Smiljan Radić Pritzker Kanto.PH
Smiljan Radić Clarke, photo courtesy of The Pritzker Architecture Prize, Header: Serpentine Gallery Pavilion, photo courtesy of Iwan Baan

After a week’s delay necessitated by the controversy surrounding Pritzker Prize patron Thomas Pritzker, whose documented presence in the Epstein files led to his resignation, the 47-year prize program’s silence has ended. What is widely recognized as “Architecture’s Nobel” drops the sudden announcement of its 55th laureate, succeeding Liu Jiakun: the 60-year-old Chilean architect Smiljan Radić Clarke.

Radić Clarke is the fifth man in a row to receive the honor, the second of Chilean descent, marking a return to the Western Hemisphere. Selected by a jury chaired by his compatriot Alejandro Aravena (2016 Laureate), Radić Clarke was chosen for his ability to convey magic, theater, and wonder in architecture, qualities increasingly lost in built realms dictated by capital yield and surface bombast. His work utilizes shapes and volumes that lean more toward the botanical and prehistoric than the metropolitan. There is palpable tension in Radić Clarke’s work, straddling form and function, temporality and permanence, solidity and permeability. As the jury citation notes:

“Through a body of work positioned at the crossroads of uncertainty, material experimentation, and cultural memory, Smiljan Radić Clarke favors fragility over any unwarranted claim to certainty. His buildings appear temporary, unstable, or deliberately unfinished—almost on the point of disappearance—yet they provide a structured, optimistic and quietly joyful shelter, embracing vulnerability as an intrinsic condition of lived experience.”
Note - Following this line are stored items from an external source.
//! Wheel odometry with IMU heading.

use crate::odometry::MeasuringWheel;
use crate::{Odometry, OdometryInitError};
use control::kinematics::{WheelVectorInv, wheel_vectors_inv};
use hal::{Encoder, Imu};
use std::sync::Mutex;
use tracing::warn;
use types::{Pose, WheelPose, wrap_angle};

struct FusedState {
    pose: Pose,
    last_counts: Vec<i64>,
    last_yaw: f64,
}

/// Wheel odometry with the heading delta replaced by the IMU's.
///
/// Translation still integrates through the wheel inverse vectors; the
/// gyro-fused yaw is immune to wheel slip during rotation. The IMU reports
/// a normalized yaw in degrees, so consecutive readings are differenced and
/// unwrapped across the ±180° seam before integrating.
///
/// An IMU read failure mid-run falls back to the wheel-derived heading
/// delta for that update and is logged; a failure at construction is fatal.
pub struct ImuWheelOdometry {
    encoders: Vec<Box<dyn Encoder>>,
    wheel_vectors_inv: Vec<WheelVectorInv>,
    imu: Mutex<Box<dyn Imu>>,
    state: Mutex<FusedState>,
}

impl ImuWheelOdometry {
    pub fn new(
        measuring_wheels: Vec<MeasuringWheel>,
        mut imu: Box<dyn Imu>,
    ) -> Result<Self, OdometryInitError> {
        let poses: Vec<WheelPose> = measuring_wheels.iter().map(|m| m.wheel).collect();
        let wheel_vectors_inv = wheel_vectors_inv(&poses)?;

        let encoders: Vec<Box<dyn Encoder>> =
            measuring_wheels.into_iter().map(|m| m.encoder).collect();
        let last_counts = encoders.iter().map(|e| e.count()).collect();

        imu.reset_yaw()?;
        let last_yaw = imu.yaw_degrees()?;

        Ok(Self {
            encoders,
            wheel_vectors_inv,
            imu: Mutex::new(imu),
            state: Mutex::new(FusedState {
                pose: Pose::default(),
                last_counts,
                last_yaw,
            }),
        })
    }
}

impl Odometry for ImuWheelOdometry {
    fn pose(&self) -> Pose {
        self.state.lock().unwrap().pose
    }

    fn set_pose(&self, pose: Pose) {
        self.state.lock().unwrap().pose = pose;
    }

    fn update(&self) {
        // Both sensors are sampled before the state lock, same as the pure
        // wheel integrator.
        let counts: Vec<i64> = self.encoders.iter().map(|e| e.count()).collect();
        let yaw = self.imu.lock().unwrap().yaw_degrees();

        let mut state = self.state.lock().unwrap();

        let mut dx = 0.0;
        let mut dy = 0.0;
        let mut wheel_dtheta = 0.0;
        for (i, count) in counts.iter().enumerate() {
            let delta = self.encoders[i].count_to_rotations(count - state.last_counts[i]);
            state.last_counts[i] = *count;

            let inv = &self.wheel_vectors_inv[i];
            dx += delta * inv.x;
            dy += delta * inv.y;
            wheel_dtheta += delta * inv.theta;
        }

        let dtheta = match yaw {
            Ok(yaw) => {
                // Unwrap the normalized reading across the ±180° seam.
                let delta = wrap_angle((yaw - state.last_yaw).to_radians());
                state.last_yaw = yaw;
                delta
            }
            Err(e) => {
                warn!(?e, "IMU read failed, using wheel heading delta");
                wheel_dtheta
            }
        };

        let heading = state.pose.theta + dtheta / 2.0;
        let (sin, cos) = heading.sin_cos();
        state.pose.x += dx * cos - dy * sin;
        state.pose.y += dx * sin + dy * cos;
        state.pose.theta += dtheta;
    }
}
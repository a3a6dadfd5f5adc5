//! Chat message types shared by the transcript, the controller and the view.

use serde::{Deserialize, Serialize};

/// A single chat turn. Immutable once created.
#[derive(Debug, Clone, PartialEq, Eq, Serialize, Deserialize)]
pub struct ChatMessage {
    pub role: ChatRole,
    pub content: String,
}

/// The role of a chat message sender
#[derive(Debug, Clone, Copy, PartialEq, Eq, Serialize, Deserialize)]
#[serde(rename_all = "lowercase")]
pub enum ChatRole {
    User,
    Assistant,
}

impl ChatMessage {
    pub fn user(content: impl Into<String>) -> Self {
        Self {
            role: ChatRole::User,
            content: content.into(),
        }
    }

    pub fn assistant(content: impl Into<String>) -> Self {
        Self {
            role: ChatRole::Assistant,
            content: content.into(),
        }
    }
}

impl ChatRole {
    /// Label shown above the message in the transcript view
    pub fn label(&self) -> &'static str {
        match self {
            ChatRole::User => "You:",
            ChatRole::Assistant => "AI:",
        }
    }
}

#[cfg(test)]
mod tests {
    use super::*;

    #[test]
    fn test_role_serializes_lowercase() {
        let json = serde_json::to_string(&ChatMessage::user("Hello")).unwrap();
        assert_eq!(json, r#"{"role":"user","content":"Hello"}"#);

        let msg: ChatMessage =
            serde_json::from_str(r#"{"role":"assistant","content":"Hi"}"#).unwrap();
        assert_eq!(msg, ChatMessage::assistant("Hi"));
    }
}
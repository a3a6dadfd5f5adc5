//! Terminal chat client for a single text-generation endpoint.
//!
//! The session (transcript, draft, pending flag) is owned by the UI task;
//! generation requests run on background tasks and report back through
//! the submission controller's completion channel.

pub mod app;
pub mod cli;
pub mod config;
pub mod controller;
pub mod generate;
pub mod handler;
pub mod logging;
pub mod session;
pub mod state;
pub mod transcript;
pub mod tui;
pub mod ui;

// Re-export main types for convenience
pub use app::App;
pub use config::Config;
pub use controller::{Completion, SubmissionController, SubmitOutcome, FALLBACK_MESSAGE};
pub use generate::{
    GenerateClient, GenerateError, GenerateRequest, GenerationOptions, OptionsError, TextGenerator,
};
pub use session::{Draft, Session, SessionStatus};
pub use state::{ChatMessage, ChatRole};
pub use transcript::Transcript;
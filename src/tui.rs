use std::io::{self, Stderr};
use std::time::Duration;
use anyhow::Result;
use crossterm::{
    event::{self, DisableMouseCapture, EnableMouseCapture, Event, KeyEvent, KeyEventKind, MouseEvent},
    execute,
    terminal::{disable_raw_mode, enable_raw_mode, EnterAlternateScreen, LeaveAlternateScreen},
};
use ratatui::{backend::CrosstermBackend, Terminal};
use futures_util::StreamExt;
use tokio::sync::mpsc;
use tracing::warn;

pub type Tui = Terminal<CrosstermBackend<Stderr>>;

/// Interval between ticks; drives the spinner and smooth scrolling
pub const TICK_RATE: Duration = Duration::from_millis(80);

#[derive(Debug)]
pub enum AppEvent {
    Key(KeyEvent),
    Mouse(MouseEvent),
    Resize(u16, u16),
    Tick,
}

pub struct EventHandler {
    rx: mpsc::UnboundedReceiver<AppEvent>,
}

impl EventHandler {
    /// Start the terminal reader and a ticker firing every `tick_rate`
    pub fn new(tick_rate: Duration) -> Self {
        let (tx, rx) = mpsc::unbounded_channel();

        // Terminal input reader
        let tx_events = tx.clone();
        tokio::spawn(async move {
            let mut reader = event::EventStream::new();
            while let Some(evt) = reader.next().await {
                let app_event = match evt {
                    // Only handle key press events, not release
                    Ok(Event::Key(key)) if key.kind == KeyEventKind::Press => Some(AppEvent::Key(key)),
                    Ok(Event::Mouse(mouse)) => Some(AppEvent::Mouse(mouse)),
                    Ok(Event::Resize(w, h)) => Some(AppEvent::Resize(w, h)),
                    Ok(_) => None,
                    Err(e) => {
                        warn!(error = %e, "failed to read terminal event");
                        None
                    }
                };

                if let Some(event) = app_event {
                    if tx_events.send(event).is_err() {
                        break;
                    }
                }
            }
        });

        let tx_tick = tx;
        tokio::spawn(async move {
            let mut interval = tokio::time::interval(tick_rate);
            loop {
                interval.tick().await;
                if tx_tick.send(AppEvent::Tick).is_err() {
                    break;
                }
            }
        });

        Self { rx }
    }

    pub async fn next(&mut self) -> Option<AppEvent> {
        self.rx.recv().await
    }
}

pub fn init() -> Result<Tui> {
    enable_raw_mode()?;
    execute!(io::stderr(), EnterAlternateScreen, EnableMouseCapture)?;

    let backend = CrosstermBackend::new(io::stderr());
    let mut terminal = Terminal::new(backend)?;
    terminal.clear()?;

    Ok(terminal)
}

pub fn restore() -> Result<()> {
    execute!(io::stderr(), DisableMouseCapture, LeaveAlternateScreen)?;
    disable_raw_mode()?;
    Ok(())
}

/// Install panic hook to restore terminal when the UI thread panics.
/// Panics inside spawned tasks are reported through the task's completion.
pub fn install_panic_hook() {
    let original_hook = std::panic::take_hook();
    std::panic::set_hook(Box::new(move |panic_info| {
        if std::thread::current().name() == Some("main") {
            let _ = restore();
            original_hook(panic_info);
        } else {
            tracing::error!(%panic_info, "background task panicked");
        }
    }));
}
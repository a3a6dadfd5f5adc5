use tokio::sync::watch;

use crate::controller::{Completion, SubmissionController, SubmitOutcome};
use crate::session::{Session, SessionStatus};
use crate::state::ChatRole;

/// One rendered row of the conversation pane, already wrapped to width
#[derive(Debug, Clone, PartialEq, Eq)]
pub enum ChatRow {
    Label(ChatRole),
    Text(ChatRole, String),
    Thinking,
    Blank,
}

/// Wrap a single line of text to `width` terminal columns.
/// Leading indentation is kept and words wider than the pane are split.
pub fn wrap_line(line: &str, width: usize) -> Vec<String> {
    use textwrap::{wrap, Options, WordSplitter};

    let options = Options::new(width.max(1)).word_splitter(WordSplitter::NoHyphenation);
    wrap(line, options)
        .into_iter()
        .map(|cow| cow.into_owned())
        .collect()
}

pub struct App {
    pub should_quit: bool,
    pub session: Session,
    pub controller: SubmissionController,
    pub endpoint: String,

    // Conversation pane scrolling
    pub chat_scroll: u16,
    pub scroll_target: u16,
    pub following: bool,
    pub chat_height: u16, // inner height, updated during render
    pub chat_width: u16,  // inner width, updated during render

    // Animation state
    pub animation_frame: u8,

    status_rx: watch::Receiver<SessionStatus>,
    seen_transcript_len: usize,
}

impl App {
    pub fn new(controller: SubmissionController, endpoint: impl Into<String>) -> Self {
        let session = Session::new();
        let status_rx = session.subscribe();

        Self {
            should_quit: false,
            session,
            controller,
            endpoint: endpoint.into(),

            chat_scroll: 0,
            scroll_target: 0,
            following: true,
            chat_height: 0,
            chat_width: 0,

            animation_frame: 0,

            status_rx,
            seen_transcript_len: 0,
        }
    }

    pub fn submit(&mut self) -> SubmitOutcome {
        self.controller.submit_draft(&mut self.session)
    }

    pub fn resolve(&mut self, completion: Completion) {
        self.controller.resolve(&mut self.session, completion);
    }

    /// React to session changes. A change in transcript length re-follows
    /// the newest message, whatever caused it.
    pub fn observe_session(&mut self) {
        if !self.status_rx.has_changed().unwrap_or(false) {
            return;
        }
        let status = *self.status_rx.borrow_and_update();
        if status.transcript_len != self.seen_transcript_len {
            self.seen_transcript_len = status.transcript_len;
            self.following = true;
        }
        self.refresh_scroll_target();
    }

    /// Called after the chat pane size is known
    pub fn set_chat_area(&mut self, width: u16, height: u16) {
        if (width, height) != (self.chat_width, self.chat_height) {
            self.chat_width = width;
            self.chat_height = height;
            self.refresh_scroll_target();
        }
    }

    fn wrap_width(&self) -> usize {
        // Default to 50 if not rendered yet
        if self.chat_width > 0 {
            self.chat_width as usize
        } else {
            50
        }
    }

    fn visible_height(&self) -> u16 {
        if self.chat_height > 0 {
            self.chat_height
        } else {
            20
        }
    }

    pub fn chat_rows(&self) -> Vec<ChatRow> {
        let width = self.wrap_width();
        let mut rows = Vec::new();

        for msg in self.session.transcript() {
            rows.push(ChatRow::Label(msg.role));
            for line in msg.content.lines() {
                for wrapped in wrap_line(line, width) {
                    rows.push(ChatRow::Text(msg.role, wrapped));
                }
            }
            rows.push(ChatRow::Blank);
        }

        if self.session.is_pending() {
            rows.push(ChatRow::Label(ChatRole::Assistant));
            rows.push(ChatRow::Thinking);
        }

        rows
    }

    pub fn max_scroll(&self) -> u16 {
        let total = u16::try_from(self.chat_rows().len()).unwrap_or(u16::MAX);
        total.saturating_sub(self.visible_height())
    }

    fn refresh_scroll_target(&mut self) {
        let max = self.max_scroll();
        if self.following {
            self.scroll_target = max;
        } else {
            self.scroll_target = self.scroll_target.min(max);
            self.chat_scroll = self.chat_scroll.min(max);
        }
    }

    /// Advance animations; the scroll offset eases toward its target
    pub fn on_tick(&mut self) {
        if self.session.is_pending() {
            self.animation_frame = self.animation_frame.wrapping_add(1);
        }

        if self.chat_scroll < self.scroll_target {
            let step = ((self.scroll_target - self.chat_scroll) + 1) / 2;
            self.chat_scroll += step.max(1);
        } else if self.chat_scroll > self.scroll_target {
            let step = ((self.chat_scroll - self.scroll_target) + 1) / 2;
            self.chat_scroll -= step.max(1);
        }
    }

    pub fn scroll_up(&mut self, lines: u16) {
        self.following = false;
        self.chat_scroll = self.chat_scroll.saturating_sub(lines);
        self.scroll_target = self.chat_scroll;
    }

    pub fn scroll_down(&mut self, lines: u16) {
        let max = self.max_scroll();
        self.chat_scroll = self.chat_scroll.saturating_add(lines).min(max);
        self.scroll_target = self.chat_scroll;
        self.following = self.chat_scroll >= max;
    }

    pub fn half_page(&self) -> u16 {
        (self.visible_height() / 2).max(1)
    }
}
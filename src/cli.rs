use std::path::PathBuf;

use clap::Parser;

use crate::config::Config;

#[derive(Parser, Debug)]
#[command(name = "promptline")]
#[command(version, about = "Chat with a text-generation endpoint from the terminal")]
pub struct Cli {
    /// Base URL of the generation service (the client posts to <URL>/generate)
    #[arg(long)]
    pub base_url: Option<String>,

    /// Maximum generation length sent with each prompt
    #[arg(long)]
    pub max_length: Option<u32>,

    /// Sampling temperature between 0 and 1
    #[arg(long)]
    pub temperature: Option<f32>,

    /// Request timeout in seconds
    #[arg(long)]
    pub timeout_secs: Option<u64>,

    /// Path to the config file
    #[arg(short, long)]
    pub config: Option<PathBuf>,

    /// Write the effective settings back to the config file
    #[arg(long)]
    pub save_config: bool,

    /// Log at debug level
    #[arg(short, long)]
    pub verbose: bool,
}

impl Cli {
    /// Command-line flags take precedence over config file values
    pub fn apply_to(&self, config: &mut Config) {
        if let Some(base_url) = &self.base_url {
            config.base_url = base_url.clone();
        }
        if let Some(max_length) = self.max_length {
            config.max_length = max_length;
        }
        if let Some(temperature) = self.temperature {
            config.temperature = temperature;
        }
        if let Some(timeout_secs) = self.timeout_secs {
            config.timeout_secs = timeout_secs;
        }
    }
}

#[cfg(test)]
mod tests {
    use super::*;

    #[test]
    fn test_flags_override_config() {
        let cli = Cli::try_parse_from([
            "promptline",
            "--base-url",
            "http://10.0.0.5:8000",
            "--temperature",
            "0.2",
        ])
        .unwrap();
        let mut config = Config::new();

        cli.apply_to(&mut config);

        assert_eq!(config.base_url, "http://10.0.0.5:8000");
        assert_eq!(config.temperature, 0.2);
        assert_eq!(config.max_length, 1000);
    }

    #[test]
    fn test_no_flags_leave_config_alone() {
        let cli = Cli::try_parse_from(["promptline"]).unwrap();
        let mut config = Config {
            max_length: 42,
            ..Config::new()
        };

        cli.apply_to(&mut config);

        assert_eq!(config.max_length, 42);
        assert!(!cli.save_config);
        assert!(cli.config.is_none());
    }
}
Smiljan Radić Pritzker Kanto.PH
Carbonero House, photo courtesy of Smiljan Radić

Of note is the specificity of Radić’s spatial responses. He eschews a “one-size-fits-all” signature in favor of one-off, context-sensitive dialogues. His materiality also runs the gamut of textures, from the ephemeral, pebble-like shell of his widely-lauded 2014 Serpentine Gallery Pavilion to the foil-like walk-in “pillow” of the Guatero Pavilion for the 2023 Biennial of Architecture and Urbanism of Chile. That rare architect gifted with the writer’s pen, Radić Clarke’s spaces ripple with story and narrative depth, a quality that even the most outrageous of spatial gestures cannot equal, as evidenced by work for the brightly colored “circus top” of the disaster-damaged NAVE Performing Arts Center, and the multi-armed, otherworldly timber mass of the forest-sited House for the Poem of the Right Angle.  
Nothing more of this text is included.